Where a line below carries the word "TextInput", include it in the count, then give the count alone.

Source records
BEGIN

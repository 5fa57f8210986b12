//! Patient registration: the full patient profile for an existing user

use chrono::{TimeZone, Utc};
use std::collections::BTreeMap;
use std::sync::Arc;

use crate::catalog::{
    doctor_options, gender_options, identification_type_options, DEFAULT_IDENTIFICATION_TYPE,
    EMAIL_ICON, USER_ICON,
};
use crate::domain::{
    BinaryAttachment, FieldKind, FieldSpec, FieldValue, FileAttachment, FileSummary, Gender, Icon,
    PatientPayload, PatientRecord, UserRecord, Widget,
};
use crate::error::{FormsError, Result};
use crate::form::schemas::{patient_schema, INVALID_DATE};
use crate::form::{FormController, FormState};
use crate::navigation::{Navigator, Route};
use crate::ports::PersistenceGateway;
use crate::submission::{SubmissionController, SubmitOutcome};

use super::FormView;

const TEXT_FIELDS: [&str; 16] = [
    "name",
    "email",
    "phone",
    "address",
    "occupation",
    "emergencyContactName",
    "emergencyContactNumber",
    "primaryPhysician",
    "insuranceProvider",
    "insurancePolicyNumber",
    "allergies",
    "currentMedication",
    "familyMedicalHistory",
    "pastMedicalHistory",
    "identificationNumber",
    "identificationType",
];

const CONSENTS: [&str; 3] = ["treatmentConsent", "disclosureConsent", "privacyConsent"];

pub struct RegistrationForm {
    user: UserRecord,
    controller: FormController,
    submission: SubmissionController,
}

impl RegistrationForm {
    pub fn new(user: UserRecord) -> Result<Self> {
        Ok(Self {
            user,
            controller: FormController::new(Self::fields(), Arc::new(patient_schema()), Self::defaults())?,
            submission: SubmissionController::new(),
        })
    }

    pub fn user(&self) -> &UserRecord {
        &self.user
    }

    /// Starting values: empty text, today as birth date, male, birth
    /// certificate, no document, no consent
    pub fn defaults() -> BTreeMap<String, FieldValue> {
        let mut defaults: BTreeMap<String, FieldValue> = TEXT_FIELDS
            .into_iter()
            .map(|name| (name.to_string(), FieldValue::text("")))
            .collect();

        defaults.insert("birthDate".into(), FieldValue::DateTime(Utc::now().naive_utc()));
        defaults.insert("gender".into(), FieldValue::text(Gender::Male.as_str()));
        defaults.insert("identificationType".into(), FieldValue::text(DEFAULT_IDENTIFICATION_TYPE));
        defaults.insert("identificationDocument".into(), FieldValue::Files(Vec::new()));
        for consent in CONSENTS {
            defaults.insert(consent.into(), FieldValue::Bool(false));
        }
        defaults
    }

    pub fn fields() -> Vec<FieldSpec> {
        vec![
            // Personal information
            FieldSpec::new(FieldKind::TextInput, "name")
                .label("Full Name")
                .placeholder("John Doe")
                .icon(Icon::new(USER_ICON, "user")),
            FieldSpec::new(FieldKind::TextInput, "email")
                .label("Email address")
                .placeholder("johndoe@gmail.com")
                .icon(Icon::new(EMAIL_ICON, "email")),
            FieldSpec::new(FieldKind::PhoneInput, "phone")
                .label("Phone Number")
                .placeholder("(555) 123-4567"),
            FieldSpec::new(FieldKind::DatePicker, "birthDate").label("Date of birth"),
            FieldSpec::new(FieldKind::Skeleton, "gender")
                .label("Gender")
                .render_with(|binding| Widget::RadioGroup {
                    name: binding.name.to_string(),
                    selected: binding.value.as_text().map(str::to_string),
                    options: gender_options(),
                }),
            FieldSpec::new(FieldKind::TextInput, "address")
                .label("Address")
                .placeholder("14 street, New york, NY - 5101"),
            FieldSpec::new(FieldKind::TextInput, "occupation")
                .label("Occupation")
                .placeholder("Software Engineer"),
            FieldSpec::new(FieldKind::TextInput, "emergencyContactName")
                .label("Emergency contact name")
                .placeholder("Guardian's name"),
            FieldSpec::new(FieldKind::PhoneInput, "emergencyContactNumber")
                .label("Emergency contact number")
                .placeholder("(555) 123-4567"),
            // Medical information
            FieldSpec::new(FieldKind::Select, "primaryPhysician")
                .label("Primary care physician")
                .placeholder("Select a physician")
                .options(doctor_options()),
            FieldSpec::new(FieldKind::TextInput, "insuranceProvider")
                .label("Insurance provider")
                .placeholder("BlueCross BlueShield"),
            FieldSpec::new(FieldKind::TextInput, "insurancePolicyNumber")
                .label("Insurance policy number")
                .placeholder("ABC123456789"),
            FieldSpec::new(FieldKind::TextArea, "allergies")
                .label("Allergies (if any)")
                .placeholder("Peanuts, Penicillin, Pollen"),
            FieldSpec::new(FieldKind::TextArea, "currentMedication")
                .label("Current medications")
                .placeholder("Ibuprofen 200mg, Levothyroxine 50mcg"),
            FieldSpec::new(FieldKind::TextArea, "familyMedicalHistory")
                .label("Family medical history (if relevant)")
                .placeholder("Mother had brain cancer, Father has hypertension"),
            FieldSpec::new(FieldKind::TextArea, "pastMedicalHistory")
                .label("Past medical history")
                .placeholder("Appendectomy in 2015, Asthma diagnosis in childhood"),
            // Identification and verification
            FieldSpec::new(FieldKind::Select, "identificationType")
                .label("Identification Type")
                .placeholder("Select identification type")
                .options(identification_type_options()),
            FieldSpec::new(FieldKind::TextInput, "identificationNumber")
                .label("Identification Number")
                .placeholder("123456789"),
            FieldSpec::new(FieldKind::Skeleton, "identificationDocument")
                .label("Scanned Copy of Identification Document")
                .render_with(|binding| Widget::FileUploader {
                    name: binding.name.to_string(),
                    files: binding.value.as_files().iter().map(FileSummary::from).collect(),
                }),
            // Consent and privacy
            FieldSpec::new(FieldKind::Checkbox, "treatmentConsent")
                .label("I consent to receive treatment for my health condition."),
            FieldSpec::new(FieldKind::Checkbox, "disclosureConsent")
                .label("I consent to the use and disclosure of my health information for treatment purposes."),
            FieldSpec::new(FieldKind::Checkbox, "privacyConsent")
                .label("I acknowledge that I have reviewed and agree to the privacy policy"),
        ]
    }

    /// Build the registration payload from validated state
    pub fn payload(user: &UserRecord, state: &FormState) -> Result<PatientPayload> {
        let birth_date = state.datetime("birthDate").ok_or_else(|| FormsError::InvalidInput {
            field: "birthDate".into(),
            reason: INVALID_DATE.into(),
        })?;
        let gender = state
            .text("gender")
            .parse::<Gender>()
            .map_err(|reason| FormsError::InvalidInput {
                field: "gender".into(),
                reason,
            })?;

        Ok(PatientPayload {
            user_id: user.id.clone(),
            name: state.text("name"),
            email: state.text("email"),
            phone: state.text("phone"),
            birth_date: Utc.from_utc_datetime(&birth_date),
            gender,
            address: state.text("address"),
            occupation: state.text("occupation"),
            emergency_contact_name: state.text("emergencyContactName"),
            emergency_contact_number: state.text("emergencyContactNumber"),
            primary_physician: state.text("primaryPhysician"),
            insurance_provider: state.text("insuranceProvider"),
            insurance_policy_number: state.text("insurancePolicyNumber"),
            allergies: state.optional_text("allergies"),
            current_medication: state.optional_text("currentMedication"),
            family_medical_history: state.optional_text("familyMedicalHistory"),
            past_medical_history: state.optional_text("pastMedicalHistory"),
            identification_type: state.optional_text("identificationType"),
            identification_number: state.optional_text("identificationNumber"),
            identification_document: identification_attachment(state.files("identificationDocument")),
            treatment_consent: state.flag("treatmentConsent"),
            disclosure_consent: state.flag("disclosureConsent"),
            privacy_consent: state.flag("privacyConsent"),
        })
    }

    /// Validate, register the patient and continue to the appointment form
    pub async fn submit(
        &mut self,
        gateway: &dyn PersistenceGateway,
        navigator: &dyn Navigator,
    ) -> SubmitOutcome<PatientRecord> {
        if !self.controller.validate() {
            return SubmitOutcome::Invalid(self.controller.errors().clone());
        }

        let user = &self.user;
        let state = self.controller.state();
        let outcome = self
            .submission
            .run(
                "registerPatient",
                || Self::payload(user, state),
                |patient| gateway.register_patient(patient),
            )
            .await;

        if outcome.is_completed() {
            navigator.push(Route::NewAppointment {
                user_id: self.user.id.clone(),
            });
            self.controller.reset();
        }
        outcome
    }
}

END

## OUTPUT FOR THIS EXERCISE
8